By Chris | December 24, 2007
Many cities host Christmas tree drop-off sites where used trees are picked up by city officials and mulched up to be used for compost and landscaping. Most trees are dropped off after Christmas. However, a few families leaving town early for the holidays drop off their tree early. My family banks on recovering such a tree each year. Everyone keeps a watchful eye on the drop-off spots, intentionally driving past them on the shopping trips and other errands. Earlier tonight we found a used Christmas tree for yet another successful scavenging year.
The used Christmas tree market doesn’t have a lot of economic implications. It’s not really a market because no exchange is taking place. One party is discarding a good and another, who values it, is recovering it.

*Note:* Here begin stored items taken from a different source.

//! API Handlers
//!
//! HTTP request handlers that hand decoded cache calls to the dispatcher.

use axum::{
    body::Bytes,
    extract::{Path, State},
    Json,
};

use crate::cache::{CacheStore, TracingEvictionHandler};
use crate::dispatcher::Dispatcher;
use crate::error::{ErrorCode, RpcError};
use crate::models::{CacheRequest, CacheResponse, HealthResponse};

/// Application state shared across all handlers.
#[derive(Clone, Debug)]
pub struct AppState {
    /// Serialized access to the cache store
    pub dispatcher: Dispatcher,
}

impl AppState {
    /// Creates a new AppState around the given cache store.
    pub fn new(cache: CacheStore) -> Self {
        Self {
            dispatcher: Dispatcher::new(cache),
        }
    }

    /// Creates a new AppState with a fresh store whose evictions are logged
    /// through tracing.
    pub fn with_max_entries(max_entries: usize) -> Self {
        let cache = CacheStore::new(max_entries).with_eviction_handler(TracingEvictionHandler);
        Self::new(cache)
    }
}

/// Handler for POST /call
///
/// Runs the operation named in the request body.
pub async fn call_handler(
    State(state): State<AppState>,
    Json(req): Json<CacheRequest>,
) -> Result<Json<CacheResponse>, RpcError> {
    let response = state.dispatcher.call(req).await?;
    Ok(Json(response))
}

/// Handler for POST /cache/:operation
///
/// Runs the operation named in the path, ignoring any in the body.
/// The body may be left empty for calls that need no item, like FLUSHALL.
pub async fn operation_handler(
    State(state): State<AppState>,
    Path(operation): Path<String>,
    body: Bytes,
) -> Result<Json<CacheResponse>, RpcError> {
    let mut req = if body.is_empty() {
        CacheRequest::default()
    } else {
        serde_json::from_slice::<CacheRequest>(&body).map_err(|err| {
            RpcError::new(
                ErrorCode::InvalidArgument,
                format!("invalid request body: {}", err),
            )
        })?
    };
    req.operation = operation;
    let response = state.dispatcher.call(req).await?;
    Ok(Json(response))
}

/// Handler for GET /health
pub async fn health_handler() -> Json<HealthResponse> {
    Json(HealthResponse::healthy())
}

Which begs the question: why don’t families with unwanted trees try to sell them? The economist in me would argue that the market it too illiquid (most people already have trees by December 23rd) and the transaction costs are too high (especially relative to the deteriorating quality of the tree). However, another part of me likes to think that those families part freely with their trees in the hope that they will make someone else’s Christmas a little merrier. Listening to my sister shout gleefully, “A tree, a tree” I suspend my marvel with markets and enjoy the unique joy an anonymous gift can bring. Merry Christmas!
Note: Please forgive the sparsity of my posts recently. I should be back to a post every day or two after Christmas.